• [DIRECTIONS]: Find all the lines in the material below with the word "StubProvider", and copy them.
START DATASET CONTENT
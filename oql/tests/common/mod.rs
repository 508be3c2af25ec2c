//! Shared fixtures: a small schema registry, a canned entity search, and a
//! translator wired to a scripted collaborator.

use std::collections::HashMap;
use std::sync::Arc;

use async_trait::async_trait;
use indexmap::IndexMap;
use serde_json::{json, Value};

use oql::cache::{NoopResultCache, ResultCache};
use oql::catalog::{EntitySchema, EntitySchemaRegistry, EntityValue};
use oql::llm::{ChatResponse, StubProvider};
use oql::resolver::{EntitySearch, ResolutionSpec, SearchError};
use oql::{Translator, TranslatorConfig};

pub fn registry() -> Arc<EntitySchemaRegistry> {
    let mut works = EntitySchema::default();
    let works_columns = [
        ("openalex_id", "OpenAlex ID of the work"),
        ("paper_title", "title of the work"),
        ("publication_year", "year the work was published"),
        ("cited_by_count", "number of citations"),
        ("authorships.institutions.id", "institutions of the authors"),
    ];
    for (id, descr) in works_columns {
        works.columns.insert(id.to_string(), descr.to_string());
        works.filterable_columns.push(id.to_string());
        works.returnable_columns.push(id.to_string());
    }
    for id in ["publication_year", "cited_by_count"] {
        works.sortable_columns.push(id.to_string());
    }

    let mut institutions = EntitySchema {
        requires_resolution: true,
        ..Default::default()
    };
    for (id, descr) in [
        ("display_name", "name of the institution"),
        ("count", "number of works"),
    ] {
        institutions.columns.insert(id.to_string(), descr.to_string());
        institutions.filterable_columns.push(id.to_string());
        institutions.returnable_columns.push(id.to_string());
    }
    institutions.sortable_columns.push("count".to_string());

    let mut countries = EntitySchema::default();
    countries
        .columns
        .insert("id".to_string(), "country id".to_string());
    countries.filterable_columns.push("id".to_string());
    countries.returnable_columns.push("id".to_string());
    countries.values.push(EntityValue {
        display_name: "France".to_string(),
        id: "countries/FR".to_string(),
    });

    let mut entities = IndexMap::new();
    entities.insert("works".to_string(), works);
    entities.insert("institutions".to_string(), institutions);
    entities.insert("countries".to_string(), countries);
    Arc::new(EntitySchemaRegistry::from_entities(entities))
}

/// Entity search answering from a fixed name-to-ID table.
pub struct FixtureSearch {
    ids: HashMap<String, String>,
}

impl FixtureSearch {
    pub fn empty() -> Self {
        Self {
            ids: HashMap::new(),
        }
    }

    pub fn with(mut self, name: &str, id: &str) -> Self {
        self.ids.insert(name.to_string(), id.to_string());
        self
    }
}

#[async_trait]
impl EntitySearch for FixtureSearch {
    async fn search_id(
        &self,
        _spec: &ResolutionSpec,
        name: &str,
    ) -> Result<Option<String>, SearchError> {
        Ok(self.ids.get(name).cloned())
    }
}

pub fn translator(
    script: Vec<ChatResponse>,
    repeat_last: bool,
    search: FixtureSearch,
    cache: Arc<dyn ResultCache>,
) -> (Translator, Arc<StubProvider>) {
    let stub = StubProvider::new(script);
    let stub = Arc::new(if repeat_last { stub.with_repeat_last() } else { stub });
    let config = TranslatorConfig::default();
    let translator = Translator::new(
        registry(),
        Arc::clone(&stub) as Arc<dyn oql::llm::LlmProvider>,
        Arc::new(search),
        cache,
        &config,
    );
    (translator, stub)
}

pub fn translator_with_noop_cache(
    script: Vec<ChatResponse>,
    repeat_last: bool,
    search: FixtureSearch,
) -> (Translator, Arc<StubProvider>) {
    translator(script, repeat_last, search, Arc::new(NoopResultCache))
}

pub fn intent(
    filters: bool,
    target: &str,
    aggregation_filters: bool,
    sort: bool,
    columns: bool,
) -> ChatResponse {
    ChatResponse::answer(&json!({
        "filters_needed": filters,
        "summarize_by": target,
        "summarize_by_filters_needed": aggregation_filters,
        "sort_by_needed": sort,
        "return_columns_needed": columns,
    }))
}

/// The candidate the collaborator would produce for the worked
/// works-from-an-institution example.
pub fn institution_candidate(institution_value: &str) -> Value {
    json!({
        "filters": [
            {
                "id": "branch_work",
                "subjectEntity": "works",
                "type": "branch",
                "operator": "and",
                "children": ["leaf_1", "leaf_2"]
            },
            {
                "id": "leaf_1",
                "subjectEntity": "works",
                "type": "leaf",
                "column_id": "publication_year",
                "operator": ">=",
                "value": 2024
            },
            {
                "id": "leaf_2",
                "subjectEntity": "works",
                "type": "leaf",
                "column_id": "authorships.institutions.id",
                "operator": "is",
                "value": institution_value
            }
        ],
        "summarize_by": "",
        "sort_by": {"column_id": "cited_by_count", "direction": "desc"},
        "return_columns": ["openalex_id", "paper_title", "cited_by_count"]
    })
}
END DATASET CONTENT
• [TASK OUTPUT]:
use oql::llm::{ChatResponse, StubProvider};
) -> (Translator, Arc<StubProvider>) {
    let stub = StubProvider::new(script);
) -> (Translator, Arc<StubProvider>) {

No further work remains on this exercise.